И правильно восприняла: советская власть сыграла роль Божьего гнева в эпоху нового Содома и новой Гоморры.
«Больше всего, — негодует Парнов о её страданиях в годы советской власти, — она страдала от всеобщего хамства и одичания». Естественно! «Одичание и хамство» в новом обществе дошли до того, что в 1932 году в Уголовный кодекс была внесена статья, наказывающая сексуальные меньшинства в уголовном порядке. Страна напрягала все силы, чтобы завершить коллективизацию, перейти к индустриализации и хоть как-то успеть подготовиться к грядущей войне. До педерастов ли тут было?

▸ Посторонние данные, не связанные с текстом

//! Error types for cvxsocp.

use thiserror::Error;

use crate::expr::ConvexKind;

/// Error type for cvxsocp operations.
#[derive(Debug, Clone, PartialEq, Error)]
pub enum CvxError {
    /// The constraint or expression was built from another model's variables.
    #[error("Constraints are not defined for this model")]
    Ownership,

    /// Convex category not handled by this model.
    #[error("Unsupported convex category: {0:?}")]
    UnsupportedCategory(ConvexKind),

    /// Constraint type not handled by this model.
    #[error("Unsupported constraint type: {0}")]
    UnsupportedConstraint(&'static str),

    /// Constraint collections nested deeper than the configured limit.
    #[error("Constraint collections nested deeper than {limit} levels")]
    NestingTooDeep { limit: usize },

    /// Shape mismatch.
    #[error("Shape mismatch: expected {expected}, got {got}")]
    ShapeMismatch { expected: String, got: String },

    /// Variable index out of range.
    #[error("Index {index} out of range for {size} elements")]
    IndexOutOfRange { index: usize, size: usize },

    /// Convex expression used against its curvature.
    #[error("Nonconvex constraint or objective: {0}")]
    NotConvex(String),

    /// The linear dual does not exist for this program.
    #[error("Dual problem undefined: {0}")]
    DualUndefined(String),

    /// Internal consistency failure.
    #[error("Internal error: {0}")]
    Internal(String),
}

/// Result type for cvxsocp operations.
pub type Result<T> = std::result::Result<T, CvxError>;
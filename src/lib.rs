//! # cvxsocp
//!
//! Reformulation of convex constraints into second-order cone programs.
//!
//! cvxsocp takes constraints stated over model variables (linear relations,
//! bounds, convex functions of affine expressions and direct cone
//! memberships) and produces a canonical program: a linear system plus an
//! explicit list of second-order cone records, ready to be handed to a conic
//! solver. It also derives the dual cone program.
//!
//! ## Quick Start
//!
//! ```ignore
//! use cvxsocp::prelude::*;
//!
//! let mut model = Model::new();
//! let x = model.dvar(2);
//! let t = model.dvar(1);
//!
//! model.st(sumsqr(&x).le(&t)?)?;
//! model.min(&t)?;
//!
//! let primal = model.canonicalize()?;
//! println!("{}", primal);
//! println!("{}", primal.showqc());
//! ```
//!
//! ## Convex kinds
//!
//! - Piecewise-linear, rewritten into linear rows: `abs`, `norm(x, One)`,
//!   `norm(x, Inf)`
//! - Second-order cone representable: `norm(x, Two)`, `square`, `sumsqr`
//! - `exp` builds constraints a second-order cone model rejects
//!
//! ## Architecture
//!
//! - **Linear layer** (`lp`): variables, linear constraints, bounds and
//!   piecewise-linear constraints; canonical `LinearProgram` and its dual
//! - **Cone layer** (`socp`): routes constraints, expands cone constraints
//!   into auxiliary columns and cone records, derives the dual cone program
//! - **Caching**: canonical programs are built on demand and reused until
//!   the model changes

pub mod cache;
pub mod constraints;
pub mod error;
pub mod expr;
pub mod lp;
pub mod settings;
pub mod socp;
pub mod sparse;
pub mod table;

/// Prelude module for convenient imports.
///
/// ```ignore
/// use cvxsocp::prelude::*;
/// ```
pub mod prelude {
    // Expressions
    pub use crate::expr::{
        abs, exp, norm, square, sumsqr, Affine, Convex, ConvexKind, Degree, Handler, ModelId,
        Shape, VarSub, VarType, Vars,
    };

    // Constraints
    pub use crate::constraints::{
        BoundKind, Bounds, ConeConstr, Constraint, ConstraintTree, CvxConstr, ExpConeConstr,
        LinConstr, Sense,
    };

    // Models and programs
    pub use crate::lp::{Form, LinearModel, LinearProgram, Objective};
    pub use crate::socp::{Model, SocProgram};

    pub use crate::settings::Settings;
    pub use crate::table::Table;

    // Errors
    pub use crate::error::{CvxError, Result};
}

// Re-export main types at crate root
pub use error::{CvxError, Result};
pub use lp::{Form, LinearModel, LinearProgram};
pub use socp::{Model, SocProgram};
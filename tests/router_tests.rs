//! Tests for constraint routing: ownership, categories and collections.

use std::sync::Arc;

use cvxsocp::prelude::*;

fn init() {
    let _ = env_logger::builder().is_test(true).try_init();
}

// ============================================================================
// Ownership
// ============================================================================

#[test]
fn test_foreign_constraint_rejected() {
    init();
    let mut m = Model::new();
    let mut other = Model::new();
    let x = m.dvar(2);
    let y = other.dvar(2);
    let t = other.dvar(1);
    m.st(x.le(1.0).unwrap()).unwrap();
    let before = m.canonicalize().unwrap();
    let dual_before = m.derive_dual().unwrap();

    assert_eq!(m.st(sumsqr(&y).le(&t).unwrap()), Err(CvxError::Ownership));
    assert_eq!(m.st(y.ge(0.0).unwrap()), Err(CvxError::Ownership));
    assert_eq!(
        m.st(ConeConstr::new(&y.all(), &t.get(0).unwrap()).unwrap()),
        Err(CvxError::Ownership)
    );

    assert!(m.cvx_constr().is_empty());
    assert!(m.cone_constr().is_empty());
    assert!(Arc::ptr_eq(&before, &m.canonicalize().unwrap()));
    assert!(Arc::ptr_eq(&dual_before, &m.derive_dual().unwrap()));
}

#[test]
fn test_constant_constraint_has_no_owner() {
    let mut m = Model::new();
    let c = Affine::scalar(1.0).le(2.0).unwrap();
    assert_eq!(m.st(c), Err(CvxError::Ownership));
}

#[test]
fn test_mixed_models_in_expression() {
    let mut m = Model::new();
    let mut other = Model::new();
    let x = m.dvar(2);
    let y = other.dvar(2);
    assert_eq!(x.to_affine().add(&y), Err(CvxError::Ownership));
}

// ============================================================================
// Categories
// ============================================================================

#[test]
fn test_exp_category_rejected() {
    init();
    let mut m = Model::new();
    let x = m.dvar(3);
    let t = m.dvar(1);
    m.st(sumsqr(&x).le(&t).unwrap()).unwrap();
    let before = m.canonicalize().unwrap();
    let dual_before = m.derive_dual().unwrap();

    let result = m.st(exp(&x).le(1.0).unwrap());
    assert_eq!(result, Err(CvxError::UnsupportedCategory(ConvexKind::Exp)));
    assert_eq!(m.cvx_constr().len(), 1);
    assert!(Arc::ptr_eq(&before, &m.canonicalize().unwrap()));
    assert!(Arc::ptr_eq(&dual_before, &m.derive_dual().unwrap()));
}

#[test]
fn test_exp_cone_constraint_rejected() {
    let mut m = Model::new();
    let x = m.dvar(3);
    let c = ExpConeConstr::new(&x.get(0).unwrap(), &x.get(1).unwrap(), &x.get(2).unwrap())
        .unwrap();
    assert!(matches!(
        m.st(c),
        Err(CvxError::UnsupportedConstraint(_))
    ));
}

#[test]
fn test_piecewise_kinds_go_to_linear_store() {
    let mut m = Model::new();
    let x = m.dvar(3);
    let t = m.dvar(1);
    m.st(vec![
        abs(&x).le(1.0).unwrap(),
        norm(&x, Degree::One).le(&t).unwrap(),
        norm(&x, Degree::Inf).le(&t).unwrap(),
    ])
    .unwrap();
    assert!(m.cvx_constr().is_empty());

    let program = m.canonicalize().unwrap();
    assert!(program.qmat.is_empty());
    // abs: 2 x 3 rows, norm1: 3 + 3 + 1 rows, norm_inf: 2 x 3 rows
    assert_eq!(program.nrows(), 19);
}

#[test]
fn test_cone_kinds_go_to_convex_store() {
    let mut m = Model::new();
    let x = m.dvar(3);
    let t = m.dvar(1);
    m.st(vec![
        norm(&x, Degree::Two).le(&t).unwrap(),
        square(&x).le(1.0).unwrap(),
        sumsqr(&x).le(&t).unwrap(),
    ])
    .unwrap();
    let kinds: Vec<ConvexKind> = m.cvx_constr().iter().map(|c| c.kind()).collect();
    assert_eq!(
        kinds,
        vec![ConvexKind::Norm2, ConvexKind::Square, ConvexKind::SumSquares]
    );
}

#[test]
fn test_linear_model_rejects_cones() {
    let mut m = LinearModel::new();
    let x = m.dvar(2);
    let t = m.dvar(1);
    assert_eq!(
        m.st(norm(&x, Degree::Two).le(&t).unwrap()),
        Err(CvxError::UnsupportedCategory(ConvexKind::Norm2))
    );
    assert!(matches!(
        m.st(ConeConstr::new(&x.all(), &t.get(0).unwrap()).unwrap()),
        Err(CvxError::UnsupportedConstraint(_))
    ));
}

// ============================================================================
// Collections
// ============================================================================

#[test]
fn test_nested_collections_in_order() {
    let mut m = Model::new();
    let x = m.dvar(2);
    let t = m.dvar(1);
    let inner = vec![
        Constraint::from(norm(&x, Degree::Two).le(&t).unwrap()),
        Constraint::from(x.le(3.0).unwrap()),
    ];
    let tree = ConstraintTree::Group(vec![
        ConstraintTree::from(sumsqr(&x).le(&t).unwrap()),
        ConstraintTree::from(inner),
        ConstraintTree::from([square(&x).le(2.0).unwrap()]),
    ]);
    m.st(tree).unwrap();

    let kinds: Vec<ConvexKind> = m.cvx_constr().iter().map(|c| c.kind()).collect();
    assert_eq!(
        kinds,
        vec![ConvexKind::SumSquares, ConvexKind::Norm2, ConvexKind::Square]
    );
    assert_eq!(m.base().lin_constr().len(), 1);
}

#[test]
fn test_nesting_limit() {
    let mut m = Model::with_settings(Settings::default().max_nesting_depth(2));
    let x = m.dvar(2);

    let deep: ConstraintTree = vec![vec![vec![x.le(1.0).unwrap()]]].into();
    assert_eq!(m.st(deep), Err(CvxError::NestingTooDeep { limit: 2 }));

    let shallow: ConstraintTree = vec![vec![x.le(1.0).unwrap()]].into();
    assert!(m.st(shallow).is_ok());
}

#[test]
fn test_failing_item_rolls_back_whole_collection() {
    let mut m = Model::new();
    let x = m.dvar(2);
    let t = m.dvar(1);
    let result = m.st(vec![
        Constraint::from(x.le(1.0).unwrap()),
        Constraint::from(sumsqr(&x).le(&t).unwrap()),
        Constraint::from(exp(&t).le(1.0).unwrap()),
    ]);
    assert!(result.is_err());
    assert!(m.cvx_constr().is_empty());
    assert_eq!(m.canonicalize().unwrap().nrows(), 0);
}

#[test]
fn test_default_vtype_setting() {
    let mut m = Model::with_settings(Settings::default().default_vtype(VarType::Integer));
    let x = m.dvar(2);
    assert_eq!(x.vtype(), VarType::Integer);
    assert_eq!(m.objective_var().vtype(), VarType::Continuous);
}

У персонажей Серебряного века было модным, престижным и пиарным делом гордиться своими пороками, своими любовными победами, своим донжуанским списком. И неудивительно, что о цветаевском подчинении хищной сексуальной воле амазонки Парнок стало известно всей московской и коктебельской богеме… Конечно, горе тому, кто соблазнит малых сих, но и малым тоже даётся Творцом от рождения свободная воля.
И хотя у знаменитой богемы Серебряного века были атрофированы понятия о чести и грехе, о стыде и совести, хотя она перестала отличать славу от позора, а божественную норму от сатанинского извращения, но полностью искоренить из своей сущности образ Божий чрезвычайно трудно или даже невозможно. Рано или поздно сознание своей греховности овладевает «испорченной», «использованной» душой и тогда неизбежно наступает тот Верховный Час, о котором с ужасом писала Цветаева. Скорее всего этот Верховный Час и настиг её в Елабуге, и власть его над несчастной душой оказалась гораздо сильнее, нежели бремя сталинских репрессий, бытовые неурядицы эвакуационной жизни или трагическая размолвка с сыном. Невозможность нести дальше по жизни груз собственной греховности — веская причина для того, чтобы свести счёты с собственной жизнью. Достоевский знал эту страшную закономерность человеческой судьбы, когда создавал образы Свидригайлова и Ставрогина.